====== DATA EXCERPTS

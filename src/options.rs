//! Configuration options for a benchmark run.
//!
//! This module provides:
//!
//! - [`BenchOptions`]: Main configuration struct
//! - [`FailurePolicy`]: What happens when a single sample fails
//!
//! ## Examples
//!
//! ```rust
//! use std::time::Duration;
//! use toon_bench::{Baseline, BenchOptions, FailurePolicy};
//!
//! let options = BenchOptions::new()
//!     .with_data_dir("samples")
//!     .with_baseline(Baseline::Pretty)
//!     .with_failure_policy(FailurePolicy::Abort)
//!     .with_timeout(Duration::from_secs(5));
//! assert_eq!(options.model, "gpt-5");
//! ```

use crate::Baseline;
use std::path::PathBuf;
use std::time::Duration;

/// What the runner does when a sample cannot be compared.
///
/// I/O errors abort the run under either policy.
#[derive(Clone, Copy, Debug, PartialEq, Eq, Default)]
pub enum FailurePolicy {
    /// The first failure aborts the whole run.
    Abort,
    /// Malformed, unencodable or timed-out samples are skipped and listed
    /// after the table.
    #[default]
    Skip,
}

/// Configuration for one benchmark run.
///
/// # Examples
///
/// ```rust
/// use toon_bench::{BenchOptions, FailurePolicy};
///
/// let options = BenchOptions::new();
/// assert_eq!(options.extension, ".json");
/// assert!(options.sort_files);
/// assert_eq!(options.failure_policy, FailurePolicy::Skip);
/// ```
#[derive(Clone, Debug)]
pub struct BenchOptions {
    pub data_dir: PathBuf,
    pub extension: String,
    pub model: String,
    pub baseline: Baseline,
    pub sort_files: bool,
    pub failure_policy: FailurePolicy,
    pub timeout: Option<Duration>,
}

impl Default for BenchOptions {
    fn default() -> Self {
        BenchOptions {
            data_dir: PathBuf::from("./data"),
            extension: ".json".to_string(),
            model: "gpt-5".to_string(),
            baseline: Baseline::default(),
            sort_files: true,
            failure_policy: FailurePolicy::default(),
            timeout: Some(Duration::from_secs(30)),
        }
    }
}

impl BenchOptions {
    /// Creates default options (`./data`, `.json`, `gpt-5`, minified baseline).
    #[must_use]
    pub fn new() -> Self {
        Self::default()
    }

    /// Sets the directory samples are read from.
    #[must_use]
    pub fn with_data_dir<P: Into<PathBuf>>(mut self, dir: P) -> Self {
        self.data_dir = dir.into();
        self
    }

    /// Sets the file-name suffix samples must carry, e.g. `.json`.
    #[must_use]
    pub fn with_extension<S: Into<String>>(mut self, extension: S) -> Self {
        self.extension = extension.into();
        self
    }

    /// Sets the tokenizer model identifier.
    ///
    /// # Examples
    ///
    /// ```rust
    /// use toon_bench::BenchOptions;
    ///
    /// let options = BenchOptions::new().with_model("gpt-4o");
    /// assert_eq!(options.model, "gpt-4o");
    /// ```
    #[must_use]
    pub fn with_model<S: Into<String>>(mut self, model: S) -> Self {
        self.model = model.into();
        self
    }

    /// Sets the baseline representation.
    #[must_use]
    pub fn with_baseline(mut self, baseline: Baseline) -> Self {
        self.baseline = baseline;
        self
    }

    /// Keeps the filesystem enumeration order instead of sorting by name.
    #[must_use]
    pub fn unsorted(mut self) -> Self {
        self.sort_files = false;
        self
    }

    /// Sets the failure policy.
    #[must_use]
    pub fn with_failure_policy(mut self, policy: FailurePolicy) -> Self {
        self.failure_policy = policy;
        self
    }

    /// Bounds each comparison by `timeout`.
    #[must_use]
    pub fn with_timeout(mut self, timeout: Duration) -> Self {
        self.timeout = Some(timeout);
        self
    }

    /// Runs comparisons on the calling thread with no time bound.
    #[must_use]
    pub fn without_timeout(mut self) -> Self {
        self.timeout = None;
        self
    }
}
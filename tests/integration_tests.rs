use serde_json::{json, Value};
use std::fs;
use std::path::Path;
use std::sync::Arc;
use toon_bench::{
    render, run, Baseline, BenchOptions, CompactEncoder, Comparator, Error, FailurePolicy, Result,
    TiktokenTokenizer, Tokenizer, ToonEncoder,
};

/// Counts whitespace-separated words.
struct Words;

impl Tokenizer for Words {
    fn count_tokens(&self, text: &str) -> Result<usize> {
        Ok(text.split_whitespace().count())
    }

    fn name(&self) -> &str {
        "words"
    }
}

/// One word per top-level key or element.
struct OneWordPerEntry;

impl CompactEncoder for OneWordPerEntry {
    fn encode(&self, value: &Value) -> Result<String> {
        let n = match value {
            Value::Object(map) => map.len(),
            Value::Array(items) => items.len(),
            _ => 1,
        };
        Ok(vec!["x"; n].join(" "))
    }

    fn name(&self) -> &str {
        "one-word-per-entry"
    }
}

fn write_samples(dir: &Path, samples: &[(&str, &str)]) {
    for (name, contents) in samples {
        fs::write(dir.join(name), contents).unwrap();
    }
}

fn fake_comparator() -> Comparator {
    Comparator::new(Arc::new(OneWordPerEntry), Arc::new(Words), Baseline::Pretty)
}

#[test]
fn test_end_to_end_with_fakes() {
    let dir = tempfile::tempdir().unwrap();
    write_samples(
        dir.path(),
        &[
            ("pair.json", r#"{"a": 1, "b": 2}"#),
            ("empty.json", "{}"),
            ("notes.md", "# not a sample"),
        ],
    );

    let options = BenchOptions::new().with_data_dir(dir.path());
    let report = run(&options, &fake_comparator()).unwrap();

    assert_eq!(report.results.len(), 2);
    assert!(report.skipped.is_empty());

    // Sorted by name: empty.json first.
    let empty = &report.results[0];
    assert_eq!(empty.file_name, "empty.json");
    assert_eq!(empty.json_token_count, 1);
    assert_eq!(empty.toon_token_count, 0);
    assert!((empty.efficiency - 100.0).abs() < 1e-9);

    let pair = &report.results[1];
    assert_eq!(pair.file_name, "pair.json");
    assert_eq!(pair.json_token_count, 6);
    assert_eq!(pair.toon_token_count, 2);
    assert_eq!(pair.difference, 4);

    let table = report.render();
    let lines: Vec<&str> = table.lines().collect();
    assert_eq!(lines.len(), 4);
    assert!(lines[2].starts_with("0     empty.json"));
    assert!(lines[3].starts_with("1     pair.json"));
    assert!(lines[3].ends_with("66.67"));
}

#[test]
fn test_empty_directory_renders_header_only() {
    let dir = tempfile::tempdir().unwrap();
    let options = BenchOptions::new().with_data_dir(dir.path());
    let report = run(&options, &fake_comparator()).unwrap();

    assert!(report.results.is_empty());
    let table = report.render();
    assert_eq!(table, render(&[]));
    assert_eq!(table.lines().count(), 2);
    assert!(table.lines().next().unwrap().starts_with("Index File Name"));
    assert_eq!(table.lines().nth(1).unwrap(), "-".repeat(100));
    assert!(report.render_skipped().is_none());
}

#[test]
fn test_invalid_json_aborts_run() {
    let dir = tempfile::tempdir().unwrap();
    write_samples(
        dir.path(),
        &[("a_good.json", "[1, 2, 3]"), ("b_bad.json", "{\"a\": 1,}")],
    );

    let options = BenchOptions::new()
        .with_data_dir(dir.path())
        .with_failure_policy(FailurePolicy::Abort);
    let err = run(&options, &fake_comparator()).unwrap_err();
    match err {
        Error::InvalidInput { path, .. } => assert!(path.ends_with("b_bad.json")),
        other => panic!("expected invalid input, got {:?}", other),
    }
}

#[test]
fn test_invalid_json_is_skipped() {
    let dir = tempfile::tempdir().unwrap();
    write_samples(
        dir.path(),
        &[
            ("a_good.json", "[1, 2, 3]"),
            ("b_bad.json", "not json"),
            ("c_good.json", r#"{"k": "v"}"#),
        ],
    );

    let options = BenchOptions::new().with_data_dir(dir.path());
    let report = run(&options, &fake_comparator()).unwrap();

    let names: Vec<&str> = report.results.iter().map(|r| r.file_name.as_str()).collect();
    assert_eq!(names, vec!["a_good.json", "c_good.json"]);
    assert_eq!(report.skipped.len(), 1);
    assert_eq!(report.skipped[0].file_name, "b_bad.json");

    let summary = report.render_skipped().unwrap();
    assert!(summary.starts_with("Skipped 1 file(s):\n  b_bad.json: Invalid JSON"));
}

#[test]
fn test_custom_extension() {
    let dir = tempfile::tempdir().unwrap();
    write_samples(
        dir.path(),
        &[("one.sample", "[1]"), ("two.json", "[1, 2]")],
    );

    let options = BenchOptions::new()
        .with_data_dir(dir.path())
        .with_extension(".sample");
    let report = run(&options, &fake_comparator()).unwrap();
    assert_eq!(report.results.len(), 1);
    assert_eq!(report.results[0].file_name, "one.sample");
}

#[test]
fn test_unsorted_run_keeps_every_file() {
    let dir = tempfile::tempdir().unwrap();
    write_samples(
        dir.path(),
        &[("z.json", "1"), ("m.json", "2"), ("a.json", "3")],
    );

    let options = BenchOptions::new().with_data_dir(dir.path()).unsorted();
    let report = run(&options, &fake_comparator()).unwrap();

    let mut names: Vec<&str> = report.results.iter().map(|r| r.file_name.as_str()).collect();
    names.sort_unstable();
    assert_eq!(names, vec!["a.json", "m.json", "z.json"]);
}

#[test]
fn test_real_collaborators() {
    let dir = tempfile::tempdir().unwrap();
    let users = json!({
        "users": [
            {"id": 1, "name": "Alice", "email": "alice@example.com", "active": true},
            {"id": 2, "name": "Bob", "email": "bob@example.com", "active": true},
            {"id": 3, "name": "Charlie", "email": "charlie@example.com", "active": false},
            {"id": 4, "name": "Dana", "email": "dana@example.com", "active": true}
        ]
    });
    fs::write(
        dir.path().join("users.json"),
        serde_json::to_string_pretty(&users).unwrap(),
    )
    .unwrap();

    let options = BenchOptions::new().with_data_dir(dir.path());
    let tokenizer = TiktokenTokenizer::for_model(&options.model).unwrap();
    let comparator = Comparator::new(Arc::new(ToonEncoder), Arc::new(tokenizer), options.baseline);

    let first = run(&options, &comparator).unwrap();
    let second = run(&options, &comparator).unwrap();
    assert_eq!(first, second);

    let result = &first.results[0];
    assert!(result.json_token_count > 0);
    assert!(result.toon_token_count > 0);
    assert!(result.difference > 0, "tabular data should shrink: {:?}", result);
}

============

**EXERCISE DESCRIPTION**
The lines to return run from the one containing "let second = run(&options, &comparator).unwrap();" through the last line of the records above. Give them exactly and include nothing more.

**EXERCISE ANSWER**
    let second = run(&options, &comparator).unwrap();
    assert_eq!(first, second);

    let result = &first.results[0];
    assert!(result.json_token_count > 0);
    assert!(result.toon_token_count > 0);
    assert!(result.difference > 0, "tabular data should shrink: {:?}", result);
}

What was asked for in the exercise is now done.